A Fisher spokesperson said the latest rejig “aligns the Fisher Funds KiwiSaver offering across the schemes, in particular the introduction of the GlidePath life stages feature and the Aggressive Fund”.
“The thinking behind this is to give our clients the options they are looking for,” the spokesperson said.
Meanwhile, the Takapuna-based manager quietly closed the Fisher Two scheme to new members last November in a further signal of rationalisation ahead.
Fisher Two is the smallest of the three schemes in the group’s KiwiSaver empire, reporting almost 80,000 members and $4 billion under management as at the end of March 2024: the scheme lost its default provider status in December 2021.
By contrast, the former Kiwi Wealth scheme (and default provider) managed about $7.8 billion on behalf of more than 266,000 members at March 31, 2024, while the original Fisher KiwiSaver held $5 billion and membership of close to 148,000 at the same date.
Fisher paid $310 million for Kiwi Wealth in a deal cemented late in 2022, surpassing the $79 million cheque inked to buy the Tower investments book in 2013.
Consolidation was always on the cards for the Fisher schemes – the manager has already incorporated several acquisitions over the years including the Huljich KiwiSaver in 2011 – but the mechanics remain complicated.
The Fisher and Fisher Two schemes shifted to the same back-office providers some years ago with Trustees Executors as supervisor and originally for administration and custody (duties now performed by Apex).
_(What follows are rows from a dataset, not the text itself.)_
/// Leftward entry chain: where the cursor lands when stepping back out of
/// the start of a level, keyed by the slot it is leaving.
fn enter_level_left(list: &MathList, from: &Position) -> Result<Position, TreeError> {
    let Some(slot) = from.final_slot_kind() else {
        // Start of the root list; nowhere further to go.
        return Ok(from.clone());
    };
    let base = from.level_down().ok_or(TreeError::LevelBelowRoot)?;
    let atom = resolve(list, &base)?;
    let next = match slot {
        SlotKind::Subscript => match &atom.superscript {
            Some(superscript) => base.level_up_with_slot(SlotKind::Superscript, superscript.len()),
            None => base.level_up_with_slot(SlotKind::BetweenBaseAndScripts, 1),
        },
        SlotKind::Superscript => base.level_up_with_slot(SlotKind::BetweenBaseAndScripts, 1),
        SlotKind::BetweenBaseAndScripts => match &atom.kind {
            AtomKind::Radical { radicand, .. } => {
                base.level_up_with_slot(SlotKind::Radicand, radicand.len())
            }
            AtomKind::Fraction { denominator, .. } => {
                base.level_up_with_slot(SlotKind::Denominator, denominator.len())
            }
            _ => before_degree_or_out(&base, atom),
        },
        SlotKind::Radicand => before_degree_or_out(&base, atom),
        SlotKind::Denominator => before_numerator_or_out(&base, atom),
        SlotKind::Degree | SlotKind::Numerator => base,
    };
    Ok(next)
}

fn before_degree_or_out(base: &Position, atom: &Atom) -> Position {
    match &atom.kind {
        AtomKind::Radical {
            degree: Some(degree),
            ..
        } => base.level_up_with_slot(SlotKind::Degree, degree.len()),
        _ => before_numerator_or_out(base, atom),
    }
}

fn before_numerator_or_out(base: &Position, atom: &Atom) -> Position {
    match &atom.kind {
        AtomKind::Fraction { numerator, .. } => {
            base.level_up_with_slot(SlotKind::Numerator, numerator.len())
        }
        _ => base.clone(),
    }
}

#[cfg(test)]
mod tests {
    use super::*;
    use nabla_mathlist::Atom;

    fn fraction_half() -> Atom {
        Atom::fraction(
            MathList::from(vec![Atom::number("1")]),
            MathList::from(vec![Atom::number("2")]),
        )
    }

    #[test]
    fn right_descends_into_a_fraction_numerator() {
        let list = MathList::from(vec![fraction_half()]);
        let next = move_right(&list, &Position::root(0)).expect("move");
        assert_eq!(
            next,
            Position::root(0).level_up_with_slot(SlotKind::Numerator, 0)
        );
    }

    #[test]
    fn right_crosses_from_numerator_end_to_denominator_start() {
        let list = MathList::from(vec![fraction_half()]);
        let numerator_end = Position::root(0).level_up_with_slot(SlotKind::Numerator, 1);
        let next = move_right(&list, &numerator_end).expect("move");
        assert_eq!(
            next,
            Position::root(0).level_up_with_slot(SlotKind::Denominator, 0)
        );
    }

    #[test]
    fn right_exits_a_fraction_after_the_denominator() {
        let list = MathList::from(vec![fraction_half(), Atom::variable("x")]);
        let denominator_end = Position::root(0).level_up_with_slot(SlotKind::Denominator, 1);
        let next = move_right(&list, &denominator_end).expect("move");
        assert_eq!(next, Position::root(1));
    }

    #[test]
    fn right_walks_degree_then_radicand() {
        let list = MathList::from(vec![Atom::placeholder_cube_root()]);
        let next = move_right(&list, &Position::root(0)).expect("move");
        assert_eq!(
            next,
            Position::root(0).level_up_with_slot(SlotKind::Degree, 0)
        );

        let degree_end = Position::root(0).level_up_with_slot(SlotKind::Degree, 1);
        let next = move_right(&list, &degree_end).expect("move");
        assert_eq!(
            next,
            Position::root(0).level_up_with_slot(SlotKind::Radicand, 0)
        );
    }

    #[test]
    fn right_pauses_at_the_waypoint_of_a_scripted_atom() {
        let mut x = Atom::variable("x");
        x.superscript = Some(MathList::from(vec![Atom::number("2")]));
        let list = MathList::from(vec![x]);

        let waypoint = move_right(&list, &Position::root(0)).expect("move");
        assert_eq!(
            waypoint,
            Position::root(0).level_up_with_slot(SlotKind::BetweenBaseAndScripts, 1)
        );

        let into_script = move_right(&list, &waypoint).expect("move");
        assert_eq!(
            into_script,
            Position::root(0).level_up_with_slot(SlotKind::Superscript, 0)
        );
    }

    #[test]
    fn right_leaves_superscript_into_subscript() {
        let mut x = Atom::variable("x");
        x.superscript = Some(MathList::from(vec![Atom::number("2")]));
        x.subscript = Some(MathList::from(vec![Atom::number("0")]));
        let list = MathList::from(vec![x]);

        let superscript_end = Position::root(0).level_up_with_slot(SlotKind::Superscript, 1);
        let next = move_right(&list, &superscript_end).expect("move");
        assert_eq!(
            next,
            Position::root(0).level_up_with_slot(SlotKind::Subscript, 0)
        );
    }

    #[test]
    fn right_at_root_end_stays_put() {
        let list = MathList::from(vec![Atom::variable("x")]);
        let end = Position::root(1);
        assert_eq!(move_right(&list, &end).expect("move"), end);
    }

    #[test]
    fn right_skips_a_trailing_placeholder_edge() {
        // Cursor before the lone placeholder of a superscript: one step
        // exits the script entirely instead of stopping after the
        // placeholder.
        let mut x = Atom::variable("x");
        x.superscript = Some(Atom::placeholder_list());
        let list = MathList::from(vec![x, Atom::variable("y")]);

        let before_placeholder = Position::root(0).level_up_with_slot(SlotKind::Superscript, 0);
        let next = move_right(&list, &before_placeholder).expect("move");
        assert_eq!(next, Position::root(1));
    }

    #[test]
    fn right_never_rests_on_a_placeholder_waypoint() {
        let mut placeholder = Atom::placeholder();
        placeholder.superscript = Some(MathList::from(vec![Atom::number("2")]));
        let list = MathList::from(vec![placeholder]);

        let next = move_right(&list, &Position::root(0)).expect("move");
        assert_eq!(
            next,
            Position::root(0).level_up_with_slot(SlotKind::Superscript, 0)
        );
    }

    #[test]
    fn left_mirrors_the_fraction_walk() {
        let list = MathList::from(vec![fraction_half()]);

        let after = Position::root(1);
        let denominator_end = move_left(&list, &after).expect("move");
        assert_eq!(
            denominator_end,
            Position::root(0).level_up_with_slot(SlotKind::Denominator, 1)
        );

        let denominator_start = Position::root(0).level_up_with_slot(SlotKind::Denominator, 0);
        let numerator_end = move_left(&list, &denominator_start).expect("move");
        assert_eq!(
            numerator_end,
            Position::root(0).level_up_with_slot(SlotKind::Numerator, 1)
        );

        let numerator_start = Position::root(0).level_up_with_slot(SlotKind::Numerator, 0);
        let before = move_left(&list, &numerator_start).expect("move");
        assert_eq!(before, Position::root(0));
    }

    #[test]
    fn left_from_subscript_start_visits_superscript_then_waypoint() {
        let mut x = Atom::variable("x");
        x.superscript = Some(MathList::from(vec![Atom::number("2")]));
        x.subscript = Some(MathList::from(vec![Atom::number("0")]));
        let list = MathList::from(vec![x]);

        let subscript_start = Position::root(0).level_up_with_slot(SlotKind::Subscript, 0);
        let superscript_end = move_left(&list, &subscript_start).expect("move");
        assert_eq!(
            superscript_end,
            Position::root(0).level_up_with_slot(SlotKind::Superscript, 1)
        );

        let superscript_start = Position::root(0).level_up_with_slot(SlotKind::Superscript, 0);
        let waypoint = move_left(&list, &superscript_start).expect("move");
        assert_eq!(
            waypoint,
            Position::root(0).level_up_with_slot(SlotKind::BetweenBaseAndScripts, 1)
        );

        let before = move_left(&list, &waypoint).expect("move");
        assert_eq!(before, Position::root(0));
    }

    #[test]
    fn left_at_root_start_stays_put() {
        let list = MathList::from(vec![Atom::variable("x")]);
        let start = Position::root(0);
        assert_eq!(move_left(&list, &start).expect("move"), start);
    }

    #[test]
    fn left_steps_into_a_trailing_script_from_behind() {
        let mut x = Atom::variable("x");
        x.superscript = Some(MathList::from(vec![Atom::number("2")]));
        let list = MathList::from(vec![x]);

        let after = Position::root(1);
        let next = move_left(&list, &after).expect("move");
        assert_eq!(
            next,
            Position::root(0).level_up_with_slot(SlotKind::Superscript, 1)
        );
    }

    #[test]
    fn left_selects_a_placeholder_instead_of_its_waypoint() {
        let mut placeholder = Atom::placeholder();
        placeholder.superscript = Some(MathList::from(vec![Atom::number("2")]));
        let list = MathList::from(vec![placeholder]);

        // From the superscript start, the chain would land on the
        // placeholder's waypoint; the post-check lands on the placeholder
        // itself.
        let superscript_start = Position::root(0).level_up_with_slot(SlotKind::Superscript, 0);
        let next = move_left(&list, &superscript_start).expect("move");
        assert_eq!(next, Position::root(0));
    }

    #[test]
    fn left_skips_a_trailing_unscripted_placeholder_edge() {
        let mut x = Atom::variable("x");
        x.superscript = Some(MathList::from(vec![
            Atom::number("2"),
            Atom::placeholder(),
        ]));
        let list = MathList::from(vec![x, Atom::variable("y")]);

        // From after y, stepping left lands at the superscript end, whose
        // predecessor is an unscripted placeholder: the cursor lands
        // before the placeholder instead of on its right edge.
        let after_y = Position::root(2);
        let first = move_left(&list, &after_y).expect("move");
        assert_eq!(first, Position::root(1));

        let second = move_left(&list, &first).expect("move");
        assert_eq!(
            second,
            Position::root(0).level_up_with_slot(SlotKind::Superscript, 1)
        );
    }

    #[test]
    fn left_round_trip_documents_the_placeholder_skip_exception() {
        // A rightward step over a trailing placeholder edge is not
        // round-trippable position-for-position: going back lands before
        // the placeholder, not on the edge the skip jumped over.
        let mut x = Atom::variable("x");
        x.superscript = Some(MathList::from(vec![
            Atom::number("2"),
            Atom::placeholder(),
        ]));
        let list = MathList::from(vec![x]);

        let edge = Position::root(0).level_up_with_slot(SlotKind::Superscript, 2);
        let back = move_left(&list, &edge).expect("move");
        assert_eq!(
            back,
            Position::root(0).level_up_with_slot(SlotKind::Superscript, 1)
        );
    }

    #[test]
    fn round_trip_holds_away_from_placeholder_skips() {
        // move_left(move_right(p)) == p for positions whose rightward step
        // does not cross a placeholder skip. The skip cases are exercised
        // separately above; they are intentionally not round-trippable.
        let mut x = Atom::variable("x");
        x.superscript = Some(MathList::from(vec![Atom::number("2")]));
        let list = MathList::from(vec![
            Atom::number("3"),
            x,
            fraction_half(),
            Atom::placeholder_cube_root(),
        ]);

        let mut position = Position::root(0);
        for _ in 0..16 {
            let stepped = move_right(&list, &position).expect("right");
            if stepped == position {
                break;
            }
            let back = move_left(&list, &stepped).expect("left");
            assert_eq!(back, position, "round trip broke at {position}");
            position = stepped;
        }
    }
}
However, the Fisher KiwiSaver Plan uses Public Trust as supervisor and custodian, although Apex is on deck for some administrative services.
Despite the challenges, the recent KiwiSaver background changes suggest Fisher is getting on with the amalgamation job.
“Now that’s been done, we’re turning our attention to what comes next,” the spokesperson said.
Fisher, headed by Simon Power, is one of several KiwiSaver managers running multiple schemes. Most notably, ANZ, which also offers three schemes and, like Fisher, has closed one (the Default product) to new members.
Both the NZX – under the separate SuperLife and QuayStreet brands – and Consilium (KiwiWRAP and the new Evidential offering reported here) are also multi-scheme operators.